Olivia Wu, Andrew Briggs, Susan Dutton, Allison Hirst, Michael Maresh, Anthony Nicholson and Klim McPherson. Uterine Fibroid Embolisation for the treatment of  symptomatic uterine fibroids: a cost utility analysis of the HOPEFUL study. BJOG     2007 Nov; 114(11):1352-62.

Hirst A,  Dutton S,  Wu O, Briggs A, Edwards C,  Waldenmaier L,  Maresh M,  Nicholson A,  McPherson K.  A multi-centre retrospective cohort study comparing the efficacy, safety and cost-effectiveness of hysterectomy and uterine artery embolisation for the treatment of symptomatic uterine fibroids. (The HOPEFUL study.)    Health Technol Assess. 2008 Mar;12(5):1-248


Professor Klim McPherson is the Chair of the National Heart Forum, an alliance of health related NGOs concerned to prevent premature mortality from cardiovascular disease and other chronic conditions (  He has a Visiting Professorship in the Nuffield Department of Obstetrics & Gynaecology, and is a Fellow of New College, Oxford University ( His research is in epidemiological methods and women’s health. He runs an option in Health & Disease for final year undergraduates in Human Sciences, and teaches in Obstetrics and Gynaecology.

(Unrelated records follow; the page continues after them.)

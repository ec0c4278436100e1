//! Intent entry points on top of a [`ComputerBackend`].
//!
//! Every entry point follows the same shape: extract a typed request from the
//! parameter bag, resolve exactly one [`ComputerAction`], invoke the backend at
//! most once, and fold whatever happened into an [`ActionResult`]. Nothing here
//! returns `Err`; validation and backend failures are both error envelopes.

use crate::action::{resolve_click, ActionRequest, ComputerAction};
use crate::backend::ComputerBackend;
use crate::envelope::ActionResult;
use crate::error::{BackendError, DispatchError};
use crate::params::{
    FromParams, KeyboardPressKeyParams, KeyboardTypeParams, MouseClickParams, MouseDragParams,
    MouseMoveParams, WaitParams,
};
use futures::FutureExt;
use serde_json::{json, Value};
use std::any::Any;
use std::fmt;
use std::panic::AssertUnwindSafe;
use std::str::FromStr;
use std::sync::Arc;
use std::time::Duration;
use tracing::{debug, info, warn};

/// The tool intents exposed to remote callers.
#[derive(Debug, Clone, Copy, PartialEq, Eq, Hash)]
pub enum Intent {
    MouseMove,
    MouseClick,
    MouseDrag,
    KeyboardType,
    KeyboardPressKey,
    GetCursorPosition,
    WaitSeconds,
}

impl Intent {
    pub const ALL: [Intent; 7] = [
        Intent::MouseMove,
        Intent::MouseClick,
        Intent::MouseDrag,
        Intent::KeyboardType,
        Intent::KeyboardPressKey,
        Intent::GetCursorPosition,
        Intent::WaitSeconds,
    ];

    /// Stable tool name used by the registry.
    pub fn name(&self) -> &'static str {
        match self {
            Intent::MouseMove => "mouse_move",
            Intent::MouseClick => "mouse_click",
            Intent::MouseDrag => "mouse_drag",
            Intent::KeyboardType => "keyboard_type",
            Intent::KeyboardPressKey => "keyboard_press_key",
            Intent::GetCursorPosition => "get_cursor_position",
            Intent::WaitSeconds => "wait_seconds",
        }
    }

    pub fn description(&self) -> &'static str {
        match self {
            Intent::MouseMove => "Move the mouse cursor to absolute screen coordinates.",
            Intent::MouseClick => {
                "Click a mouse button at the current cursor position (left/right/middle click, or left double-click)."
            }
            Intent::MouseDrag => "Press the left button and drag to absolute screen coordinates.",
            Intent::KeyboardType => "Type a string of text.",
            Intent::KeyboardPressKey => "Press a single key or key combination.",
            Intent::GetCursorPosition => "Report the current mouse cursor position.",
            Intent::WaitSeconds => {
                "Wait for the given number of seconds; without a positive duration the backend's default wait is used."
            }
        }
    }

    /// JSON schema describing the accepted parameters.
    pub fn input_schema(&self) -> Value {
        let coordinate_schema = json!({
            "type": "object",
            "properties": {
                "x": {"type": "integer", "description": "Horizontal screen coordinate"},
                "y": {"type": "integer", "description": "Vertical screen coordinate"}
            },
            "required": ["x", "y"]
        });

        match self {
            Intent::MouseMove | Intent::MouseDrag => coordinate_schema,
            Intent::MouseClick => json!({
                "type": "object",
                "properties": {
                    "button": {
                        "type": "string",
                        "description": "left, right or middle (case-insensitive)",
                        "default": "left"
                    },
                    "click_type": {
                        "type": "string",
                        "description": "click or double (case-insensitive); double is left-button only",
                        "default": "click"
                    }
                }
            }),
            Intent::KeyboardType => json!({
                "type": "object",
                "properties": {"text_to_type": {"type": "string"}},
                "required": ["text_to_type"]
            }),
            Intent::KeyboardPressKey => json!({
                "type": "object",
                "properties": {"key_to_press": {"type": "string"}},
                "required": ["key_to_press"]
            }),
            Intent::GetCursorPosition => json!({"type": "object", "properties": {}}),
            Intent::WaitSeconds => json!({
                "type": "object",
                "properties": {"duration": {"type": "number", "default": 0.0}}
            }),
        }
    }
}

impl fmt::Display for Intent {
    fn fmt(&self, f: &mut fmt::Formatter<'_>) -> fmt::Result {
        f.write_str(self.name())
    }
}

impl FromStr for Intent {
    type Err = String;

    fn from_str(s: &str) -> Result<Self, Self::Err> {
        Intent::ALL
            .iter()
            .copied()
            .find(|intent| intent.name() == s)
            .ok_or_else(|| format!("Unknown intent: {}", s))
    }
}

/// Maps intents onto a shared computer-control backend.
#[derive(Clone)]
pub struct ActionDispatcher {
    backend: Arc<dyn ComputerBackend>,
}

impl ActionDispatcher {
    /// Create a dispatcher around a long-lived backend handle.
    pub fn new(backend: Arc<dyn ComputerBackend>) -> Self {
        Self { backend }
    }

    /// Route a call by intent.
    pub async fn dispatch(&self, intent: Intent, params: &Value) -> ActionResult {
        debug!(intent = %intent, "dispatching intent");
        match intent {
            Intent::MouseMove => self.mouse_move(params).await,
            Intent::MouseClick => self.mouse_click(params).await,
            Intent::MouseDrag => self.mouse_drag(params).await,
            Intent::KeyboardType => self.keyboard_type(params).await,
            Intent::KeyboardPressKey => self.keyboard_press_key(params).await,
            Intent::GetCursorPosition => self.get_cursor_position(params).await,
            Intent::WaitSeconds => self.wait_seconds(params).await,
        }
    }

    pub async fn mouse_move(&self, params: &Value) -> ActionResult {
        match MouseMoveParams::from_params(params) {
            Ok(p) => {
                self.invoke(ActionRequest::new(ComputerAction::MouseMove).with_coordinate(p.x, p.y))
                    .await
            }
            Err(e) => rejected(Intent::MouseMove, e),
        }
    }

    pub async fn mouse_click(&self, params: &Value) -> ActionResult {
        let action = MouseClickParams::from_params(params)
            .and_then(|p| resolve_click(&p.button, &p.click_type));

        match action {
            Ok(action) => self.invoke(ActionRequest::new(action)).await,
            Err(e) => rejected(Intent::MouseClick, e),
        }
    }

    pub async fn mouse_drag(&self, params: &Value) -> ActionResult {
        match MouseDragParams::from_params(params) {
            Ok(p) => {
                self.invoke(ActionRequest::new(ComputerAction::LeftClickDrag).with_coordinate(p.x, p.y))
                    .await
            }
            Err(e) => rejected(Intent::MouseDrag, e),
        }
    }

    pub async fn keyboard_type(&self, params: &Value) -> ActionResult {
        match KeyboardTypeParams::from_params(params) {
            Ok(p) => {
                self.invoke(ActionRequest::new(ComputerAction::Type).with_text(p.text_to_type))
                    .await
            }
            Err(e) => rejected(Intent::KeyboardType, e),
        }
    }

    pub async fn keyboard_press_key(&self, params: &Value) -> ActionResult {
        match KeyboardPressKeyParams::from_params(params) {
            Ok(p) => {
                self.invoke(ActionRequest::new(ComputerAction::Key).with_text(p.key_to_press))
                    .await
            }
            Err(e) => rejected(Intent::KeyboardPressKey, e),
        }
    }

    /// Takes no parameters; the bag is accepted for a uniform signature.
    pub async fn get_cursor_position(&self, _params: &Value) -> ActionResult {
        self.invoke(ActionRequest::new(ComputerAction::CursorPosition))
            .await
    }

    /// A positive duration is slept here without touching the backend, whose
    /// own `wait` is a fixed delay. Anything else falls back to that `wait`.
    pub async fn wait_seconds(&self, params: &Value) -> ActionResult {
        let WaitParams { duration, display } = match WaitParams::from_params(params) {
            Ok(p) => p,
            Err(e) => return rejected(Intent::WaitSeconds, e),
        };

        if duration > 0.0 {
            let delay = match Duration::try_from_secs_f64(duration) {
                Ok(delay) => delay,
                Err(_) => {
                    return rejected(
                        Intent::WaitSeconds,
                        DispatchError::invalid("duration", "a representable number of seconds"),
                    )
                }
            };
            info!(seconds = duration, "waiting");
            tokio::time::sleep(delay).await;
            return ActionResult::success(format!("Waited for {} seconds.", display));
        }

        self.invoke(ActionRequest::new(ComputerAction::Wait)).await
    }

    /// Call the backend once and fold every outcome into an envelope.
    async fn invoke(&self, request: ActionRequest) -> ActionResult {
        let action = request.action;
        info!(action = %action, "invoking computer backend");

        let outcome = AssertUnwindSafe(self.backend.execute(request))
            .catch_unwind()
            .await
            .unwrap_or_else(|panic| Err(BackendError::Unexpected(panic_message(panic))));

        match outcome {
            Ok(out) => ActionResult::from(out),
            Err(e) => {
                warn!(action = %action, error = %e, "computer backend call failed");
                ActionResult::from(e)
            }
        }
    }
}

fn rejected(intent: Intent, err: DispatchError) -> ActionResult {
    warn!(intent = %intent, error = %err, "rejected before backend call");
    ActionResult::from(err)
}

fn panic_message(panic: Box<dyn Any + Send>) -> String {
    if let Some(s) = panic.downcast_ref::<&str>() {
        (*s).to_string()
    } else if let Some(s) = panic.downcast_ref::<String>() {
        s.clone()
    } else {
        "backend panicked".to_string()
    }
}

#[cfg(test)]
mod tests {
    use super::*;

    #[test]
    fn test_intent_names_round_trip() {
        for intent in Intent::ALL {
            assert_eq!(intent.name().parse::<Intent>(), Ok(intent));
        }
        assert!("handle_mouse_move".parse::<Intent>().is_err());
    }

    #[test]
    fn test_required_fields_in_schema() {
        let schema = Intent::KeyboardType.input_schema();
        assert_eq!(schema["required"][0], "text_to_type");

        let schema = Intent::MouseDrag.input_schema();
        assert_eq!(schema["required"], json!(["x", "y"]));

        assert!(Intent::WaitSeconds.input_schema().get("required").is_none());
    }

    #[test]
    fn test_click_schema_accepts_any_casing() {
        let schema = Intent::MouseClick.input_schema();
        for field in ["button", "click_type"] {
            let property = &schema["properties"][field];
            assert_eq!(property["type"], "string");
            assert!(property.get("enum").is_none(), "{} must not restrict casing", field);
        }
    }

    #[test]
    fn test_panic_message_extraction() {
        assert_eq!(panic_message(Box::new("boom")), "boom");
        assert_eq!(panic_message(Box::new(String::from("bang"))), "bang");
        assert_eq!(panic_message(Box::new(42u8)), "backend panicked");
    }
}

His current commitments are: Chair of the NICE CVD Population Program Development Group reporting late in 2009, member Expert Advisory Group on Women’s Health of MHRA and a past member of the Public Health Interventions Advisory Committee of NICE and their Heavy Menstrual Bleeding guideline development group. He has served as an expert advisor on the Advisory Council on the Misuse of Drugs.

He was co-author of the recent Foresight Report on Tackling Obesities - Future Choices with Government Office for Science, for which he was responsible for epidemiological modelling[1] ( He is currently on the expert working group advising the Cross Government Strategy on obesity prevention. With the National Heart Forum he has a research group examining the role of micro simulation in better understanding public health interventions.

He is a member of the Legal and General’s Longevity Science Advisory Panel chaired by Sir Derek Wanless. He has chaired the British Breast Group, the European Public Health Association and the Society for Social Medicine among other research bodies.

Professor McPherson’s particular interests are coronary heart disease prevention and the causes of breast cancer, particularly the health implications of hormone replacement therapy (HRT). He has a longstanding research interest in the treatment of women with menstrual problems, particularly conservative methods of treating uterine fibroids in order to retain or enhance fertility. He has some 400 peer reviewed publications in academic journals. He is concerned with public health policy as it affects primary prevention of disease.

[1]   McPherson K, Marsh T, Brown M (2007) Tackling obesities: future choices—modelling future trends in obesity and their impact on health. Report for Foresight. Government Office of the Chief Scientist.:

 Butland B, Jebb S, Kopelman P, McPherson K, Thomas S, et al (2007 ) Tackling obesities: future choices - Project report.